In late 2013, as Bitcoin soared to new heights of $1000+ for the first time, I read an article titled “Why do we value gold”, written by Justin Rowlatt, which changed my life.
Unfortunately, this article went largely unnoticed while Bitcoin’s price reached an all-time high and Mt. Gox, the largest and most popular Bitcoin exchange at the time, began experiencing “liquidity issues.” I couldn’t figure it out, why was no one else seeing what I was seeing?
Bitcoin will be the new store of value, and a medium of exchange, for the Information Age.
Gold coin of Croesus
One of the earliest gold coins ever minted, bearing the insignia of a lion, was from the ancient kingdom of Lydia, modern-day Turkey. The kingdom was rich with gold and ruled by the wealthy King Croesus. For over 200 years prior, ancient peoples used grain, metal and barter to conduct business, but as their economy grew an alternative was necessary.

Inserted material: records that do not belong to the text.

//! Fixed-point inversion of forward-only transforms
//!
//! Given a forward transform `F` and a target point, the solver looks for a
//! source point with `F(source) ≈ target` by repeatedly adding the
//! horizontal residual to its guess. Height is never iterated: the forward
//! transform is evaluated at height zero so its height output is the height
//! correction, which is subtracted from the target height once at the end.

use crate::core::{GeoPoint, ShiftResult, ShiftStatus};
use log::warn;
use serde::{Deserialize, Serialize};

/// Iteration limits for an inverse computation
#[derive(Debug, Clone, Copy, PartialEq, Serialize, Deserialize)]
#[serde(default)]
pub struct InverseSettings {
    pub max_iterations: u32,
    /// Residual (degrees) below which an axis counts as converged
    pub convergence: f64,
    /// Looser residual (degrees) accepted with a degraded status
    pub error_tolerance: f64,
}

impl Default for InverseSettings {
    fn default() -> Self {
        Self {
            max_iterations: 10,
            convergence: 1.0e-9,
            error_tolerance: 1.0e-6,
        }
    }
}

/// Invert `forward` at `target`
///
/// - A fatal forward status aborts with `Fatal` and the target unchanged
/// - A degraded forward status (no coverage) returns `Degraded` and the
///   target unchanged
/// - A fallback forward status is remembered and reported on success
/// - Exhausting the iterations returns `Degraded` with the last guess when
///   the residual is within `error_tolerance`, else `Fatal`
///
/// # Examples
/// ```
/// use datum_shift::{solve_inverse, GeoPoint, InverseSettings, ShiftResult, ShiftStatus};
/// let shift = |p: GeoPoint| ShiftResult::success(GeoPoint::new(p.lng + 0.5, p.lat - 0.25, p.hgt + 3.0));
/// let target = GeoPoint::new(10.5, 19.75, 100.0);
/// let result = solve_inverse(target, &InverseSettings::default(), shift);
/// assert_eq!(result.status, ShiftStatus::Success);
/// assert!((result.point.lng - 10.0).abs() < 1e-9);
/// assert!((result.point.lat - 20.0).abs() < 1e-9);
/// assert!((result.point.hgt - 97.0).abs() < 1e-9);
/// ```
pub fn solve_inverse<F>(target: GeoPoint, settings: &InverseSettings, mut forward: F) -> ShiftResult
where
    F: FnMut(GeoPoint) -> ShiftResult,
{
    let mut guess = GeoPoint::new(target.lng, target.lat, 0.0);
    let mut height_correction = 0.0;
    let mut fallback_used = false;
    let mut residual = (f64::INFINITY, f64::INFINITY);

    for _ in 0..settings.max_iterations {
        let step = forward(guess);
        match step.status {
            ShiftStatus::Fatal => return ShiftResult::fatal(target),
            ShiftStatus::Degraded => return ShiftResult::degraded(target),
            ShiftStatus::FallbackUsed => fallback_used = true,
            ShiftStatus::Success => {}
        }
        height_correction = step.point.hgt;

        residual = (target.lng - step.point.lng, target.lat - step.point.lat);
        let lng_done = residual.0.abs() <= settings.convergence;
        let lat_done = residual.1.abs() <= settings.convergence;
        if !lng_done {
            guess.lng += residual.0;
        }
        if !lat_done {
            guess.lat += residual.1;
        }
        if lng_done && lat_done {
            let point = GeoPoint::new(guess.lng, guess.lat, target.hgt - height_correction);
            let status = if fallback_used {
                ShiftStatus::FallbackUsed
            } else {
                ShiftStatus::Success
            };
            return ShiftResult::new(point, status);
        }
    }

    warn!(
        "inverse did not converge at ({}, {}): residual ({:e}, {:e}) after {} iterations",
        target.lng, target.lat, residual.0, residual.1, settings.max_iterations
    );
    if residual.0.abs() <= settings.error_tolerance && residual.1.abs() <= settings.error_tolerance {
        ShiftResult::degraded(GeoPoint::new(guess.lng, guess.lat, target.hgt - height_correction))
    } else {
        ShiftResult::fatal(target)
    }
}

Cities and empires managed without coins for over 2000 years. Electrum (gold and silver mixture) was used for the first coins, but coinage gained popularity when gold and silver coins were introduced. Coinage probably developed in Lydia because it was a trading centre and possessed large gold supplies. Before coins, payments were made with metal bullion or by barter. To establish its value metal was checked for purity and weighed. The Lydians minted coins of consistent weight and purity to speed up transactions.
BBC & British Museum – A History of the World
The valuable properties of gold
In Justin Rowlatt’s article, “Why do we value gold”, he describes the valuable properties unique to the noble metals, like: gold, silver, platinum, palladium, rhodium, iridium, osmium and ruthenium.

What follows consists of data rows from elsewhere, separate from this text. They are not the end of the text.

//! Element decoding and biquadratic interpolation
//!
//! Stencil layout used throughout (indices into a `[f64; 9]`):
//!
//! ```text
//!          North
//!   W    6  7  8    E
//!   e    3  4  5    a
//!   s    0  1  2    s
//!   t               t
//!          South
//! ```

/// Decode one signed integer element from a byte buffer
///
/// The bytes are taken in host order and reversed when `swap` is set.
/// Returns `None` when the element does not fit in the buffer or `size`
/// is not 2 or 4.
///
/// # Examples
/// ```
/// use datum_shift::core::interpolate::read_element;
/// let bytes = 300i16.to_ne_bytes();
/// assert_eq!(read_element(&bytes, 0, 2, false), Some(300));
/// let swapped = 300i16.swap_bytes().to_ne_bytes();
/// assert_eq!(read_element(&swapped, 0, 2, true), Some(300));
/// ```
#[inline]
pub fn read_element(bytes: &[u8], offset: usize, size: usize, swap: bool) -> Option<i64> {
    let raw = bytes.get(offset..offset.checked_add(size)?)?;
    match size {
        2 => {
            let value = i16::from_ne_bytes([raw[0], raw[1]]);
            let value = if swap { value.swap_bytes() } else { value };
            Some(value as i64)
        }
        4 => {
            let value = i32::from_ne_bytes([raw[0], raw[1], raw[2], raw[3]]);
            let value = if swap { value.swap_bytes() } else { value };
            Some(value as i64)
        }
        _ => None,
    }
}

/// Quadratic blend of three equally spaced samples
///
/// `delta` is the fractional offset from `f0` in sample units, normally in
/// `[0, 2]`.
///
/// # Examples
/// ```
/// use datum_shift::core::interpolate::quadratic_blend;
/// assert_eq!(quadratic_blend(1.0, 2.0, 4.0, 8.0), 4.0);
/// assert_eq!(quadratic_blend(0.0, 2.0, 4.0, 8.0), 2.0);
/// assert_eq!(quadratic_blend(2.0, 2.0, 4.0, 8.0), 8.0);
/// ```
#[inline]
pub fn quadratic_blend(delta: f64, f0: f64, f1: f64, f2: f64) -> f64 {
    let df0 = f1 - f0;
    let df1 = f2 - f1;
    let d2f0 = df1 - df0;
    f0 + delta * df0 + 0.5 * delta * (delta - 1.0) * d2f0
}

/// Separable biquadratic interpolation over a 3x3 stencil
///
/// Each row is blended west to east with `delta.0`, then the three row
/// results are blended south to north with `delta.1`.
pub fn biquadratic(delta: (f64, f64), stencil: &[f64; 9]) -> f64 {
    let south = quadratic_blend(delta.0, stencil[0], stencil[1], stencil[2]);
    let middle = quadratic_blend(delta.0, stencil[3], stencil[4], stencil[5]);
    let north = quadratic_blend(delta.0, stencil[6], stencil[7], stencil[8]);
    quadratic_blend(delta.1, south, middle, north)
}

Unique properties for each element; e.g. gold and silver’s colors
Rare, but not so rare they can’t support the economy; e.g. paying with grains of rhodium
Doesn’t react with other elements; e.g. potassium explodes in water
Doesn’t degrade or erode over time; e.g. iron rusts and wood rots
Can be manipulated, formed and divided;
e.g.i.e. can be effectively utilized
Out of all the noble metals, only gold and silver passed the tests for exhibiting each valuable property.

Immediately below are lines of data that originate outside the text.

//! Multiple regression datum shifts
//!
//! A shift defined by three bivariate polynomials in normalized
//! coordinates:
//!
//! ```text
//! uu = (lat + uu_offset) * normalization_scale
//! vv = (lng + vv_offset) * normalization_scale
//! d  = sum over i, j < 10 of c[i][j] * uu^i * vv^j
//! ```
//!
//! The longitude and latitude sums are arc-seconds, the height sum is
//! metres. Outside `validation_radius` the polynomials are meaningless and
//! the parametric fallback of the source datum takes over.

use crate::core::{
    solve_inverse, GeoPoint, InverseSettings, ShiftResult, ShiftStatus, TransformError, SEC_TO_DEG,
};
use crate::transforms::geodetic::{DatumDefinition, Ellipsoid, FallbackMethod};
use log::{error, warn};
use serde::{Deserialize, Serialize};

/// Degree limit (exclusive) of each polynomial variable
pub const MAX_POWER: usize = 10;

const TERM_COUNT: usize = MAX_POWER * MAX_POWER;

/// Presence bits of the 10 x 10 coefficient grid
#[derive(Debug, Clone, Copy, Default, PartialEq, Eq)]
pub struct CoefficientMask(u128);

impl CoefficientMask {
    fn bit(i: usize, j: usize) -> u128 {
        1u128 << (i * MAX_POWER + j)
    }

    /// Mask of the non-zero entries of a coefficient table
    pub fn from_coefficients(coefficients: &[f64; TERM_COUNT]) -> Self {
        let mut mask = Self::default();
        for (idx, c) in coefficients.iter().enumerate() {
            if *c != 0.0 {
                mask.set(idx / MAX_POWER, idx % MAX_POWER);
            }
        }
        mask
    }

    pub fn set(&mut self, i: usize, j: usize) {
        self.0 |= Self::bit(i, j);
    }

    pub fn contains(&self, i: usize, j: usize) -> bool {
        self.0 & Self::bit(i, j) != 0
    }

    pub fn is_empty(&self) -> bool {
        self.0 == 0
    }

    pub fn count(&self) -> u32 {
        self.0.count_ones()
    }

    /// Highest `uu` and `vv` powers present, (0, 0) when empty
    ///
    /// # Examples
    /// ```
    /// use datum_shift::transforms::CoefficientMask;
    /// let mut mask = CoefficientMask::default();
    /// mask.set(3, 1);
    /// mask.set(0, 7);
    /// assert_eq!(mask.max_powers(), (3, 7));
    /// ```
    pub fn max_powers(&self) -> (usize, usize) {
        let mut max = (0, 0);
        for i in 0..MAX_POWER {
            for j in 0..MAX_POWER {
                if self.contains(i, j) {
                    max.0 = max.0.max(i);
                    max.1 = max.1.max(j);
                }
            }
        }
        max
    }

    fn union(self, other: Self) -> Self {
        Self(self.0 | other.0)
    }
}

/// One polynomial term: coefficients of `uu^u * vv^v`
#[derive(Debug, Clone, Copy, PartialEq, Serialize, Deserialize)]
pub struct RegressionTerm {
    pub u: usize,
    pub v: usize,
    #[serde(default)]
    pub lng: f64,
    #[serde(default)]
    pub lat: f64,
    #[serde(default)]
    pub hgt: f64,
}

/// Definition of a regression transform
#[derive(Debug, Clone, PartialEq, Serialize, Deserialize)]
pub struct RegressionParameters {
    /// Added to latitude before scaling
    pub uu_offset: f64,
    /// Added to longitude before scaling
    pub vv_offset: f64,
    pub normalization_scale: f64,
    /// Domain bound on |uu| and |vv|
    pub validation_radius: f64,
    #[serde(default)]
    pub terms: Vec<RegressionTerm>,
    /// Reference point and its expected shift
    #[serde(default)]
    pub test_lat: f64,
    #[serde(default)]
    pub test_lng: f64,
    /// Arc-seconds
    #[serde(default)]
    pub delta_lat: f64,
    /// Arc-seconds
    #[serde(default)]
    pub delta_lng: f64,
    /// Metres
    #[serde(default)]
    pub delta_hgt: f64,
    #[serde(default)]
    pub inverse: InverseSettings,
    /// Source datum; its parameters select the out-of-domain fallback
    #[serde(default)]
    pub source_datum: Option<DatumDefinition>,
}

impl RegressionParameters {
    pub fn new(uu_offset: f64, vv_offset: f64, normalization_scale: f64, validation_radius: f64) -> Self {
        Self {
            uu_offset,
            vv_offset,
            normalization_scale,
            validation_radius,
            terms: Vec::new(),
            test_lat: 0.0,
            test_lng: 0.0,
            delta_lat: 0.0,
            delta_lng: 0.0,
            delta_hgt: 0.0,
            inverse: InverseSettings::default(),
            source_datum: None,
        }
    }

    pub fn with_term(mut self, u: usize, v: usize, lng: f64, lat: f64, hgt: f64) -> Self {
        self.terms.push(RegressionTerm { u, v, lng, lat, hgt });
        self
    }

    pub fn with_source_datum(mut self, datum: DatumDefinition) -> Self {
        self.source_datum = Some(datum);
        self
    }

    pub fn from_yaml_str(yaml: &str) -> Result<Self, serde_yaml::Error> {
        serde_yaml::from_str(yaml)
    }
}

/// Evaluator for a [`RegressionParameters`] definition
#[derive(Debug, Clone)]
pub struct RegressionTransform {
    uu_offset: f64,
    vv_offset: f64,
    normalization_scale: f64,
    validation_radius: f64,
    lng_coefficients: [f64; TERM_COUNT],
    lat_coefficients: [f64; TERM_COUNT],
    hgt_coefficients: [f64; TERM_COUNT],
    lng_mask: CoefficientMask,
    lat_mask: CoefficientMask,
    hgt_mask: CoefficientMask,
    max_power_u: usize,
    max_power_v: usize,
    test_point: GeoPoint,
    expected_delta: GeoPoint,
    inverse: InverseSettings,
    fallback: FallbackMethod,
}

impl RegressionTransform {
    pub fn new(params: &RegressionParameters) -> Result<Self, TransformError> {
        let finite = [
            params.uu_offset,
            params.vv_offset,
            params.normalization_scale,
            params.validation_radius,
        ];
        if finite.iter().any(|v| !v.is_finite()) || params.validation_radius <= 0.0 {
            return Err(TransformError::InvalidParameters(
                "offsets, scale and a positive validation radius must be finite".to_string(),
            ));
        }

        let mut lng = [0.0; TERM_COUNT];
        let mut lat = [0.0; TERM_COUNT];
        let mut hgt = [0.0; TERM_COUNT];
        for term in &params.terms {
            if term.u >= MAX_POWER || term.v >= MAX_POWER {
                return Err(TransformError::InvalidParameters(format!(
                    "term uu^{} vv^{} exceeds degree {}",
                    term.u,
                    term.v,
                    MAX_POWER - 1
                )));
            }
            let idx = term.u * MAX_POWER + term.v;
            lng[idx] += term.lng;
            lat[idx] += term.lat;
            hgt[idx] += term.hgt;
        }

        let lng_mask = CoefficientMask::from_coefficients(&lng);
        let lat_mask = CoefficientMask::from_coefficients(&lat);
        let hgt_mask = CoefficientMask::from_coefficients(&hgt);
        let (max_power_u, max_power_v) = lng_mask.union(lat_mask).union(hgt_mask).max_powers();
        let fallback = params
            .source_datum
            .as_ref()
            .map(|datum| FallbackMethod::select(datum, Ellipsoid::WGS84))
            .unwrap_or_default();

        Ok(Self {
            uu_offset: params.uu_offset,
            vv_offset: params.vv_offset,
            normalization_scale: params.normalization_scale,
            validation_radius: params.validation_radius,
            lng_coefficients: lng,
            lat_coefficients: lat,
            hgt_coefficients: hgt,
            lng_mask,
            lat_mask,
            hgt_mask,
            max_power_u,
            max_power_v,
            test_point: GeoPoint::new(params.test_lng, params.test_lat, 0.0),
            expected_delta: GeoPoint::new(params.delta_lng, params.delta_lat, params.delta_hgt),
            inverse: params.inverse,
            fallback,
        })
    }

    pub fn max_powers(&self) -> (usize, usize) {
        (self.max_power_u, self.max_power_v)
    }

    pub fn fallback(&self) -> &FallbackMethod {
        &self.fallback
    }

    pub fn inverse_settings(&self) -> &InverseSettings {
        &self.inverse
    }

    /// Normalized (uu, vv) of a point
    pub fn normalize(&self, p: &GeoPoint) -> (f64, f64) {
        (
            (p.lat + self.uu_offset) * self.normalization_scale,
            (p.lng + self.vv_offset) * self.normalization_scale,
        )
    }

    /// Polynomial shift, or `OutOfDomain` outside the validation radius
    pub fn evaluate(&self, p: &GeoPoint) -> Result<GeoPoint, TransformError> {
        let (uu, vv) = self.normalize(p);
        let radius = self.validation_radius;
        if !(uu.abs() <= radius && vv.abs() <= radius) {
            return Err(TransformError::OutOfDomain { uu: uu.abs(), vv: vv.abs(), radius });
        }

        let mut lng_sum = 0.0;
        let mut lat_sum = 0.0;
        let mut hgt_sum = 0.0;
        let mut uu_pwr = 1.0;
        for i in 0..=self.max_power_u {
            if i > 0 {
                uu_pwr *= uu;
            }
            let mut vv_pwr = 1.0;
            for j in 0..=self.max_power_v {
                if j > 0 {
                    vv_pwr *= vv;
                }
                let idx = i * MAX_POWER + j;
                let term = uu_pwr * vv_pwr;
                if self.lng_mask.contains(i, j) {
                    lng_sum += self.lng_coefficients[idx] * term;
                }
                if self.lat_mask.contains(i, j) {
                    lat_sum += self.lat_coefficients[idx] * term;
                }
                if self.hgt_mask.contains(i, j) {
                    hgt_sum += self.hgt_coefficients[idx] * term;
                }
            }
        }

        Ok(GeoPoint::new(
            p.lng + lng_sum * SEC_TO_DEG,
            p.lat + lat_sum * SEC_TO_DEG,
            p.hgt + hgt_sum,
        ))
    }

    /// Forward shift; the fallback handles out-of-domain points
    ///
    /// A fallback shift is reported as `Degraded` (1); only the inverse
    /// reports `FallbackUsed` (2).
    pub fn forward(&self, p: &GeoPoint) -> ShiftResult {
        match self.evaluate(p) {
            Ok(shifted) => ShiftResult::success(shifted),
            Err(e) => {
                warn!("regression at ({}, {}): {}", p.lng, p.lat, e);
                match self.fallback.apply(p) {
                    Ok(shifted) => ShiftResult::new(shifted, ShiftStatus::Degraded),
                    Err(e) => {
                        error!("regression fallback at ({}, {}): {}", p.lng, p.lat, e);
                        ShiftResult::fatal(*p)
                    }
                }
            }
        }
    }

    /// Forward shift of longitude and latitude; the height is kept
    pub fn forward_2d(&self, p: &GeoPoint) -> ShiftResult {
        let result = self.forward(&p.with_height(0.0));
        if result.status.is_fatal() {
            return ShiftResult::fatal(*p);
        }
        ShiftResult::new(result.point.with_height(p.hgt), result.status)
    }

    /// Source point whose forward shift is `p`
    ///
    /// Iterates through the fallback too, reporting `FallbackUsed` when
    /// any step needed it.
    pub fn inverse(&self, p: &GeoPoint) -> ShiftResult {
        solve_inverse(*p, &self.inverse, |guess| {
            let step = self.forward(&guess);
            match step.status {
                ShiftStatus::Degraded => ShiftResult::fallback(step.point),
                _ => step,
            }
        })
    }

    /// True when the shift at the reference point matches its expected deltas
    ///
    /// Latitude and longitude are compared in arc-seconds, height in metres.
    pub fn verify_test_point(&self, tolerance: f64) -> bool {
        let Ok(shifted) = self.evaluate(&self.test_point) else {
            return false;
        };
        let d_lng = (shifted.lng - self.test_point.lng) / SEC_TO_DEG;
        let d_lat = (shifted.lat - self.test_point.lat) / SEC_TO_DEG;
        (d_lng - self.expected_delta.lng).abs() <= tolerance
            && (d_lat - self.expected_delta.lat).abs() <= tolerance
            && (shifted.hgt - self.expected_delta.hgt).abs() <= tolerance
    }
}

Both gold and silver are: easy to tell apart, rare (but not too rare), non-reactive, don’t degrade and can be heated and formed. While platinum is arguably a noble metal, ancient forges would not have been able to achieve the heat required to reach platinum’s melting point of almost 1800˚C.
Gold and silver were chose based on their valuable properties and because they could be effectively utilized using the technology of the time: ancient forges.
Comparing Bitcoin to gold
Gold and Bitcoin have some interesting similarities as stores of value.
165,000 metric tons, 2011 estimate
21 million, by 2140
Gold is mined as a resource, not issued
Bitcoin is mined as a math-based protocol, not issued
Ancient statues, jewelry, unaffected by time
Decentralized network, anti-fragile protocol
Color and malleability, polish and bite
Open-source global project for all to review and use
Can be melted, formed and divided by goldsmithing
Can be divided to the 100 millionth decimal place
Globally traded across financial, futures markets
Over 100 BTC exchanges, 15+ global currencies
Bitcoin outshines gold
In the year 2250 and beyond, do we really expect that an interplanetary economy will still use gold, on any real scale, to transfer value? Honestly, the cost of launching the dense metal into space (from Earth) would significantly impact the payload’s net value.
When Korben Dallas has to pay “credits” for swearing or driving his taxi recklessly in “The Fifth Element”, I’m assuming he has a cryptocurrency account for these punitive deductions. Ok, so before I go too far off the rails, professing my love for solid sci-fi flicks, I’ll say this:
As gold was to ancient economies, Bitcoin will be to the Information Age.
MULTIPASS! Ok, now I’m done.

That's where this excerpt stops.